**Task goal:** Only a number is expected in reply: the count of lines below where the word "reason" occurs.

**Data records:**

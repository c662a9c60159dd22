use chrono::NaiveDate;

/// Per-source policy configuration, sourced from the source's config entry
/// (the configuration surface).
#[derive(Clone, Debug, PartialEq, Eq)]
pub struct PolicyConfig {
    /// Caps items actually published this run; excess items are left for
    /// the next run.
    pub max_posts_per_run: i64,
    /// `posts_today` + the increment must not exceed this. `None` means no
    /// daily cap is enforced.
    pub daily_post_cap: Option<i64>,
    /// Hours (local time, 0-23) during which fetch is skipped entirely.
    pub skip_hours: Vec<u8>,
    /// Consecutive-error threshold (operator-configured) at which a source
    /// is surfaced to monitoring. The core never auto-disables on this.
    pub critical_error_count: i64,
}

impl PolicyConfig {
    pub fn sane_defaults() -> Self {
        Self {
            max_posts_per_run: 10,
            daily_post_cap: None,
            skip_hours: Vec::new(),
            critical_error_count: 5,
        }
    }
}

/// Point-in-time source state relevant to a policy decision, mirroring the
/// durable `source_state` row.
#[derive(Clone, Debug, PartialEq, Eq)]
pub struct PolicyState {
    pub posts_today: i64,
    pub last_reset: NaiveDate,
    pub error_count: i64,
    pub disabled: bool,
}

/// What the pipeline asked permission to do: fetch, or publish one more
/// item within the current run.
#[derive(Clone, Debug, PartialEq, Eq)]
pub enum PolicyRequest {
    Fetch { local_hour: u8 },
    PublishOne { published_so_far_in_run: i64 },
}

/// Outcome of a policy check.
#[derive(Clone, Copy, Debug, PartialEq, Eq)]
pub enum PolicyAction {
    Proceed,
    SkipDisabled,
    SkipHour,
    SkipRunBudgetReached,
    SkipDailyCapReached,
}

#[derive(Clone, Debug, PartialEq, Eq)]
pub struct PolicyDecision {
    pub action: PolicyAction,
    pub reason: &'static str,
}
/// A publish/update attempt's failure, classified for the caller's
/// mark_error vs. mark_transient_error decision per §4.D's error table.
enum ItemFailure {
    /// Rate-limited or transient-network, persistent past the retry
    /// policy — does not count against `error_count`.
    Transient(String),
    /// Validation or unexpected failure — aborts the source.
    Hard(String),
}

fn classify_publish_error(op: &str, err: PublishError) -> ItemFailure {
    let msg = format!("{op} failed: {err}");
    match err {
        PublishError::RateLimited { .. } | PublishError::Transient(_) => ItemFailure::Transient(msg),
        _ => ItemFailure::Hard(msg),
    }
}

/// Best-effort retirement of the buffer row an update decision just
/// superseded. A failure here only delays that row's removal to the
/// retention-horizon sweep, so it is logged and not escalated.
async fn supersede_buffer_entry(store: &Store, source_id: &str, superseded_post_id: &str) {
    if let Err(err) = store.edit_buffer.supersede(source_id, superseded_post_id).await {
        tracing::warn!(source_id, post_id = superseded_post_id, error = %err, "failed to supersede edit-detection buffer row");
    }
}

/// Resolves the thread parent, publishes a fresh downstream status, and
/// records the outcome (published-posts row, edit-detection buffer,
/// thread cache). Shared by the `PublishNew` item action and by the
/// not-found/edit-not-allowed reconciliation fallback from `UpdateExisting`.
async fn publish_new(
    store: &Store,
    publisher: &dyn PublisherAdapter,
    config: &SourceConfig,
    source_id: &str,
    post: &UniformPost,
    thread_cache: &mut ThreadCache,
) -> Result<(), ItemFailure> {
    let in_reply_to = if post.is_thread_post && config.thread_handling.mode == ThreadHandlingMode::Chain {
        match thread_cache.parent_for(&store.published_posts, source_id, &post.author.username).await {
            Ok(parent) => parent,
            Err(err) => {
                tracing::warn!(source_id, error = %err, "thread parent lookup failed; publishing standalone");
                None
            }
        }
    } else {
        None
    };

    // Register the item in the edit-detection buffer before publishing (no
    // downstream id yet) so a concurrent fetch of the same item sees it
    // immediately via the unique constraint rather than racing to publish
    // it twice.
    record_edit_buffer(store, source_id, post, None).await;

    let media_ids = upload_media(publisher, post).await;
    let text = render_text(post);
    let visibility = parse_visibility(&config.visibility);
    let result = with_retry("publish", || {
        publisher.publish(&text, &media_ids, visibility, in_reply_to.as_deref())
    })
    .await;

    match result {
        Ok(published_ref) => {
            store
                .published_posts
                .mark_published(source_id, &post.id, &post.url, Some(&published_ref.id), post.platform_uri.as_deref())
                .await
                .map_err(|err| ItemFailure::Hard(format!("mark_published failed: {err}")))?;
            record_edit_buffer(store, source_id, post, Some(&published_ref.id)).await;
            thread_cache.record(source_id, &post.author.username, published_ref.id.clone());
            let _ = store
                .activity_log
                .append(
                    Some(source_id),
                    ActivityAction::Publish,
                    serde_json::json!({ "post_id": post.id, "downstream_status_id": published_ref.id }),
                )
                .await;
            Ok(())
        }
        Err(err) => Err(classify_publish_error("publish", err)),
    }
}
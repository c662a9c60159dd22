//! Filtering stage: simple predicate rejection applied between FETCHING and
//! PROCESSING. Rejected items are logged as `skip` with reason `filtered`
//! and never reach edit-detection/threading — they do not consume
//! `max_posts_per_run` or the daily budget.

use relay_config::FilteringConfig;
use relay_schemas::UniformPost;

/// Returns `true` if `post` should be rejected by the source's filtering
/// configuration.
pub fn is_filtered_out(cfg: &FilteringConfig, post: &UniformPost) -> bool {
    (cfg.skip_replies && post.is_reply)
        || (cfg.skip_retweets && post.is_repost)
        || (cfg.skip_quotes && post.is_quote)
}
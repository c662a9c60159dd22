//! Live HTTP implementation of `PublisherAdapter` against a
//! Mastodon-compatible REST API.
//!
//! `POST /api/v1/statuses`, `PUT /api/v1/statuses/:id`,
//! `DELETE /api/v1/statuses/:id`, `POST /api/v2/media`. Bearer-token
//! authenticated; every request carries the operation-level open/read
//! timeouts required by the concurrency model.

use std::time::Duration;

use async_trait::async_trait;
use relay_publish::{PublishError, PublisherAdapter};
use relay_schemas::{PublishedRef, Visibility};
use serde::Deserialize;

const OPEN_TIMEOUT: Duration = Duration::from_secs(10);
const READ_TIMEOUT: Duration = Duration::from_secs(30);

pub struct HttpPublisher {
    base_url: String,
    bearer_token: String,
    http: reqwest::Client,
}

impl HttpPublisher {
    pub fn new(base_url: impl Into<String>, bearer_token: impl Into<String>) -> anyhow::Result<Self> {
        let http = reqwest::Client::builder()
            .connect_timeout(OPEN_TIMEOUT)
            .timeout(READ_TIMEOUT)
            .build()?;
        Ok(Self {
            base_url: base_url.into().trim_end_matches('/').to_string(),
            bearer_token: bearer_token.into(),
            http,
        })
    }

    fn url(&self, path: &str) -> String {
        format!("{}{}", self.base_url, path)
    }

    async fn handle_response<T: for<'de> Deserialize<'de>>(
        resp: reqwest::Response,
    ) -> Result<T, PublishError> {
        let status = resp.status();
        if status.is_success() {
            resp.json::<T>()
                .await
                .map_err(|e| PublishError::Validation(format!("decode failed: {e}")))
        } else if status.as_u16() == 429 {
            let retry_after_secs = resp
                .headers()
                .get("retry-after")
                .and_then(|v| v.to_str().ok())
                .and_then(|v| v.parse::<u64>().ok());
            Err(PublishError::RateLimited { retry_after_secs })
        } else if status.is_server_error() {
            Err(PublishError::Transient(format!("http {status}")))
        } else if status.as_u16() == 404 {
            Err(PublishError::NotFound)
        } else if status.as_u16() == 422 {
            let body = resp.text().await.unwrap_or_default();
            Err(PublishError::EditNotAllowed.validation_or(body))
        } else {
            let body = resp.text().await.unwrap_or_default();
            Err(PublishError::Validation(format!("http {status}: {body}")))
        }
    }
}

// Small helper so a 422 that isn't clearly edit-related still reports as a
// validation error with the body attached, without duplicating match arms.
trait EditNotAllowedExt {
    fn validation_or(self, body: String) -> PublishError;
}
impl EditNotAllowedExt for PublishError {
    fn validation_or(self, body: String) -> PublishError {
        if body.to_ascii_lowercase().contains("edit") {
            PublishError::EditNotAllowed
        } else {
            PublishError::Validation(body)
        }
    }
}

#[derive(Deserialize)]
struct StatusResponse {
    id: String,
    url: String,
}

#[derive(Deserialize)]
struct MediaResponse {
    id: String,
}

#[async_trait]
impl PublisherAdapter for HttpPublisher {
    async fn publish(
        &self,
        text: &str,
        media_ids: &[String],
        visibility: Visibility,
        in_reply_to: Option<&str>,
    ) -> Result<PublishedRef, PublishError> {
        let visibility_str = match visibility {
            Visibility::Public => "public",
            Visibility::Unlisted => "unlisted",
            Visibility::Private => "private",
            Visibility::Direct => "direct",
        };
        let mut body = serde_json::json!({
            "status": text,
            "visibility": visibility_str,
            "media_ids": media_ids,
        });
        if let Some(parent) = in_reply_to {
            body["in_reply_to_id"] = serde_json::Value::String(parent.to_string());
        }

        let resp = self
            .http
            .post(self.url("/api/v1/statuses"))
            .bearer_auth(&self.bearer_token)
            .json(&body)
            .send()
            .await
            .map_err(to_transport_error)?;

        let parsed: StatusResponse = Self::handle_response(resp).await?;
        Ok(PublishedRef { id: parsed.id, url: parsed.url })
    }

    async fn update(
        &self,
        status_id: &str,
        text: &str,
        media_ids: Option<&[String]>,
    ) -> Result<PublishedRef, PublishError> {
        let mut body = serde_json::json!({ "status": text });
        if let Some(ids) = media_ids {
            body["media_ids"] = serde_json::json!(ids);
        }

        let resp = self
            .http
            .put(self.url(&format!("/api/v1/statuses/{status_id}")))
            .bearer_auth(&self.bearer_token)
            .json(&body)
            .send()
            .await
            .map_err(to_transport_error)?;

        let parsed: StatusResponse = Self::handle_response(resp).await?;
        Ok(PublishedRef { id: parsed.id, url: parsed.url })
    }

    async fn delete(&self, status_id: &str) -> Result<(), PublishError> {
        let resp = self
            .http
            .delete(self.url(&format!("/api/v1/statuses/{status_id}")))
            .bearer_auth(&self.bearer_token)
            .send()
            .await
            .map_err(to_transport_error)?;

        let status = resp.status();
        if status.is_success() {
            Ok(())
        } else if status.as_u16() == 404 {
            Err(PublishError::NotFound)
        } else if status.as_u16() == 429 {
            let retry_after_secs = resp
                .headers()
                .get("retry-after")
                .and_then(|v| v.to_str().ok())
                .and_then(|v| v.parse::<u64>().ok());
            Err(PublishError::RateLimited { retry_after_secs })
        } else if status.is_server_error() {
            Err(PublishError::Transient(format!("http {status}")))
        } else {
            Err(PublishError::Validation(format!("http {status}")))
        }
    }

    async fn upload_media(
        &self,
        bytes: Vec<u8>,
        mime: &str,
        filename: &str,
        alt: Option<&str>,
    ) -> Result<String, PublishError> {
        let part = reqwest::multipart::Part::bytes(bytes)
            .file_name(filename.to_string())
            .mime_str(mime)
            .map_err(|e| PublishError::Validation(format!("invalid mime: {e}")))?;
        let mut form = reqwest::multipart::Form::new().part("file", part);
        if let Some(alt) = alt {
            form = form.text("description", alt.to_string());
        }

        let resp = self
            .http
            .post(self.url("/api/v2/media"))
            .bearer_auth(&self.bearer_token)
            .multipart(form)
            .send()
            .await
            .map_err(to_transport_error)?;

        let parsed: MediaResponse = Self::handle_response(resp).await?;
        Ok(parsed.id)
    }
}

fn to_transport_error(err: reqwest::Error) -> PublishError {
    PublishError::Transient(err.to_string())
}
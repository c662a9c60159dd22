//! Per-item substates inside PROCESSING/PUBLISHING:
//! `{already-published → skip}`, `{edit = skip_older}`,
//! `{edit = update → call updater}`,
//! `{edit = publish_new or not-applicable → call publisher}`.

use relay_editdetect::Decision;

#[derive(Debug, Clone, PartialEq, Eq)]
pub enum ItemAction {
    SkipAlreadyPublished,
    SkipOlderVersion,
    SkipFiltered,
    UpdateExisting { downstream_status_id: String, superseded_post_id: String },
    PublishNew,
}

/// Classifies one incoming item given whether it is already published and
/// the edit-detection engine's decision. Pure function, no IO.
///
/// An `UpdateExisting` decision whose `downstream_status_id` is unknown
/// (the prior publish never recorded one, e.g. it itself failed) has
/// nothing to update against — it falls back to `PublishNew`.
pub fn classify(already_published: bool, decision: &Decision) -> ItemAction {
    if already_published {
        return ItemAction::SkipAlreadyPublished;
    }

    match decision {
        Decision::SkipOlderVersion => ItemAction::SkipOlderVersion,
        Decision::UpdateExisting { downstream_status_id: Some(id), superseded_post_id } => {
            ItemAction::UpdateExisting {
                downstream_status_id: id.clone(),
                superseded_post_id: superseded_post_id.clone(),
            }
        }
        Decision::UpdateExisting { downstream_status_id: None, .. } => ItemAction::PublishNew,
        Decision::PublishNew => ItemAction::PublishNew,
    }
}
//! Downstream publisher adapter — component F.
//!
//! Defines the `PublisherAdapter` trait every downstream implementation
//! (real HTTP, deterministic mock) satisfies, plus the shared retry policy
//! and media-handling logic that wraps any adapter.

mod adapter;
mod media;
mod retry;

pub use adapter::{PublishError, PublisherAdapter};
pub use media::{resolve_media_type, sniff_mime, upload_media_bounded, MediaItem};
pub use retry::with_retry;
//! Deterministic in-memory publisher adapter for tests and `--dry-run`.
//!
//! Design decisions (kept intentionally simple/deterministic):
//! - `status_id` is a sequential counter, stringified (`"1"`, `"2"`, ...).
//! - `media_id` is derived from the upload's filename (`"media:{filename}"`),
//!   stable across calls with the same filename.
//! - No randomness, no wall-clock. `BTreeMap`-backed state for stable
//!   iteration when inspecting published statuses in tests.
//! - `publish`/`update`/`delete` never fail on their own; failure injection
//!   is available via `fail_next` for exercising the retry policy in tests.

use std::collections::BTreeMap;
use std::sync::Mutex;

use async_trait::async_trait;
use relay_publish::{PublishError, PublisherAdapter};
use relay_schemas::{PublishedRef, Visibility};

#[derive(Clone, Debug)]
pub struct PublishedStatus {
    pub text: String,
    pub media_ids: Vec<String>,
    pub visibility: Visibility,
    pub in_reply_to: Option<String>,
    pub deleted: bool,
}

#[derive(Default)]
struct Inner {
    statuses: BTreeMap<String, PublishedStatus>,
    next_id: u64,
    failures: std::collections::VecDeque<PublishError>,
}

/// Deterministic in-memory stand-in for a downstream ActivityPub-compatible
/// service. Stateless other than this map — safe for concurrent calls.
#[derive(Default)]
pub struct MockPublisher {
    inner: Mutex<Inner>,
}

impl MockPublisher {
    pub fn new() -> Self {
        Self::default()
    }

    /// Queue an error to be returned by the next adapter call (consumed
    /// FIFO), for exercising the retry policy deterministically.
    pub fn queue_failure(&self, err: PublishError) {
        self.inner.lock().unwrap().failures.push_back(err);
    }

    pub fn get(&self, status_id: &str) -> Option<PublishedStatus> {
        self.inner.lock().unwrap().statuses.get(status_id).cloned()
    }

    pub fn published_count(&self) -> usize {
        self.inner.lock().unwrap().statuses.values().filter(|s| !s.deleted).count()
    }

    fn next_status_id(inner: &mut Inner) -> String {
        inner.next_id += 1;
        inner.next_id.to_string()
    }

    fn take_queued_failure(&self) -> Option<PublishError> {
        self.inner.lock().unwrap().failures.pop_front()
    }
}

#[async_trait]
impl PublisherAdapter for MockPublisher {
    async fn publish(
        &self,
        text: &str,
        media_ids: &[String],
        visibility: Visibility,
        in_reply_to: Option<&str>,
    ) -> Result<PublishedRef, PublishError> {
        if let Some(err) = self.take_queued_failure() {
            return Err(err);
        }
        let mut inner = self.inner.lock().unwrap();
        let id = Self::next_status_id(&mut inner);
        let url = format!("https://mock.relay.test/statuses/{id}");
        inner.statuses.insert(
            id.clone(),
            PublishedStatus {
                text: text.to_string(),
                media_ids: media_ids.to_vec(),
                visibility,
                in_reply_to: in_reply_to.map(String::from),
                deleted: false,
            },
        );
        Ok(PublishedRef { id, url })
    }

    async fn update(
        &self,
        status_id: &str,
        text: &str,
        media_ids: Option<&[String]>,
    ) -> Result<PublishedRef, PublishError> {
        if let Some(err) = self.take_queued_failure() {
            return Err(err);
        }
        let mut inner = self.inner.lock().unwrap();
        let status = inner
            .statuses
            .get_mut(status_id)
            .ok_or(PublishError::NotFound)?;
        if status.deleted {
            return Err(PublishError::EditNotAllowed);
        }
        status.text = text.to_string();
        if let Some(ids) = media_ids {
            status.media_ids = ids.to_vec();
        }
        let url = format!("https://mock.relay.test/statuses/{status_id}");
        Ok(PublishedRef { id: status_id.to_string(), url })
    }

    async fn delete(&self, status_id: &str) -> Result<(), PublishError> {
        if let Some(err) = self.take_queued_failure() {
            return Err(err);
        }
        let mut inner = self.inner.lock().unwrap();
        let status = inner
            .statuses
            .get_mut(status_id)
            .ok_or(PublishError::NotFound)?;
        status.deleted = true;
        Ok(())
    }

    async fn upload_media(
        &self,
        _bytes: Vec<u8>,
        _mime: &str,
        filename: &str,
        _alt: Option<&str>,
    ) -> Result<String, PublishError> {
        if let Some(err) = self.take_queued_failure() {
            return Err(err);
        }
        Ok(format!("media:{filename}"))
    }
}

#[cfg(test)]
mod tests {
    use super::*;

    #[tokio::test]
    async fn publish_then_fetch_round_trips() {
        let p = MockPublisher::new();
        let r = p.publish("hello", &[], Visibility::Public, None).await.unwrap();
        let got = p.get(&r.id).unwrap();
        assert_eq!(got.text, "hello");
        assert!(!got.deleted);
    }

    #[tokio::test]
    async fn sequential_ids_are_deterministic() {
        let p = MockPublisher::new();
        let a = p.publish("a", &[], Visibility::Public, None).await.unwrap();
        let b = p.publish("b", &[], Visibility::Public, None).await.unwrap();
        assert_eq!(a.id, "1");
        assert_eq!(b.id, "2");
    }

    #[tokio::test]
    async fn update_unknown_status_is_not_found() {
        let p = MockPublisher::new();
        let err = p.update("missing", "x", None).await.unwrap_err();
        assert!(matches!(err, PublishError::NotFound));
    }

    #[tokio::test]
    async fn update_after_delete_is_edit_not_allowed() {
        let p = MockPublisher::new();
        let r = p.publish("hello", &[], Visibility::Public, None).await.unwrap();
        p.delete(&r.id).await.unwrap();
        let err = p.update(&r.id, "x", None).await.unwrap_err();
        assert!(matches!(err, PublishError::EditNotAllowed));
    }

    #[tokio::test]
    async fn queued_failure_is_returned_once() {
        let p = MockPublisher::new();
        p.queue_failure(PublishError::RateLimited { retry_after_secs: Some(5) });
        let err = p.publish("a", &[], Visibility::Public, None).await.unwrap_err();
        assert!(matches!(err, PublishError::RateLimited { .. }));
        let ok = p.publish("b", &[], Visibility::Public, None).await;
        assert!(ok.is_ok());
    }

    #[tokio::test]
    async fn media_id_is_derived_from_filename() {
        let p = MockPublisher::new();
        let id = p.upload_media(vec![1, 2, 3], "image/jpeg", "cat.jpg", None).await.unwrap();
        assert_eq!(id, "media:cat.jpg");
    }
}
//! Retry policy wrapper for publisher adapter calls, per the downstream
//! interface's §4.F retry rules.
//!
//! - 429: retry up to 3 times, sleeping `Retry-After + rand(1..3)` seconds.
//! - 5xx / transport timeout: retry up to 2 times, sleeping
//!   `attempt + rand(0..2)` seconds.
//! - Any other 4xx: no retry, surfaced immediately.

use std::future::Future;
use std::time::Duration;

use rand::Rng;

use crate::adapter::PublishError;

const MAX_RATE_LIMIT_RETRIES: u32 = 3;
const MAX_TRANSIENT_RETRIES: u32 = 2;

/// Runs `op` with the retry policy applied. `op_name` is used only for
/// tracing.
pub async fn with_retry<F, Fut, T>(op_name: &str, mut op: F) -> Result<T, PublishError>
where
    F: FnMut() -> Fut,
    Fut: Future<Output = Result<T, PublishError>>,
{
    let mut rate_limit_attempts = 0u32;
    let mut transient_attempts = 0u32;

    loop {
        match op().await {
            Ok(value) => return Ok(value),
            Err(PublishError::RateLimited { retry_after_secs }) => {
                if rate_limit_attempts >= MAX_RATE_LIMIT_RETRIES {
                    tracing::warn!(op_name, "rate limit retries exhausted");
                    return Err(PublishError::RateLimited { retry_after_secs });
                }
                rate_limit_attempts += 1;
                let jitter = rand::thread_rng().gen_range(1..=3);
                let sleep_secs = retry_after_secs.unwrap_or(0) + jitter;
                tracing::warn!(op_name, attempt = rate_limit_attempts, sleep_secs, "rate limited, retrying");
                tokio::time::sleep(Duration::from_secs(sleep_secs)).await;
            }
            Err(PublishError::Transient(msg)) => {
                if transient_attempts >= MAX_TRANSIENT_RETRIES {
                    tracing::warn!(op_name, "transient retries exhausted");
                    return Err(PublishError::Transient(msg));
                }
                transient_attempts += 1;
                let jitter = rand::thread_rng().gen_range(0..=2);
                let sleep_secs = transient_attempts as u64 + jitter;
                tracing::warn!(op_name, attempt = transient_attempts, sleep_secs, error = %msg, "transient error, retrying");
                tokio::time::sleep(Duration::from_secs(sleep_secs)).await;
            }
            Err(other) => return Err(other),
        }
    }
}
use chrono::NaiveDate;

use crate::{PolicyAction, PolicyConfig, PolicyDecision, PolicyRequest, PolicyState};

/// Deterministic day-rollover maintenance: `posts_today` is logically reset
/// whenever `last_reset < today`. This function does not mutate
/// `state.posts_today` itself — the durable upsert in `relay-db` owns that
/// — it only tells the caller what the *effective* count is for a decision
/// made "as of `today`".
pub fn effective_posts_today(state: &PolicyState, today: NaiveDate) -> i64 {
    if state.last_reset < today {
        0
    } else {
        state.posts_today
    }
}

/// Main evaluator: pure `(cfg, state, request) -> decision` shape, no IO, no
/// wall-clock (the caller supplies `today` and `local_hour`).
pub fn evaluate(
    cfg: &PolicyConfig,
    state: &PolicyState,
    today: NaiveDate,
    request: &PolicyRequest,
) -> PolicyDecision {
    // 1) Disabled gate always wins — an external operator's `disabled_at`
    //    is read as a hard gate.
    if state.disabled {
        return PolicyDecision {
            action: PolicyAction::SkipDisabled,
            reason: "source disabled_at is set",
        };
    }

    match request {
        PolicyRequest::Fetch { local_hour } => {
            if cfg.skip_hours.contains(local_hour) {
                return PolicyDecision {
                    action: PolicyAction::SkipHour,
                    reason: "current local hour is in skip_hours",
                };
            }
            PolicyDecision {
                action: PolicyAction::Proceed,
                reason: "fetch allowed",
            }
        }

        PolicyRequest::PublishOne {
            published_so_far_in_run,
        } => {
            if *published_so_far_in_run >= cfg.max_posts_per_run {
                return PolicyDecision {
                    action: PolicyAction::SkipRunBudgetReached,
                    reason: "max_posts_per_run reached; excess items left for next run",
                };
            }

            if let Some(cap) = cfg.daily_post_cap {
                let effective_today = effective_posts_today(state, today);
                if effective_today + published_so_far_in_run + 1 > cap {
                    return PolicyDecision {
                        action: PolicyAction::SkipDailyCapReached,
                        reason: "daily_post_cap reached; fetch still recorded",
                    };
                }
            }

            PolicyDecision {
                action: PolicyAction::Proceed,
                reason: "publish allowed",
            }
        }
    }
}

/// Whether a source's consecutive-error count has crossed the operator's
/// critical threshold and should be surfaced to monitoring. The core never
/// auto-disables on this — it is read-only signal for the external health
/// monitor.
pub fn should_surface_to_monitoring(cfg: &PolicyConfig, state: &PolicyState) -> bool {
    state.error_count >= cfg.critical_error_count
}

**Output of the task:** 8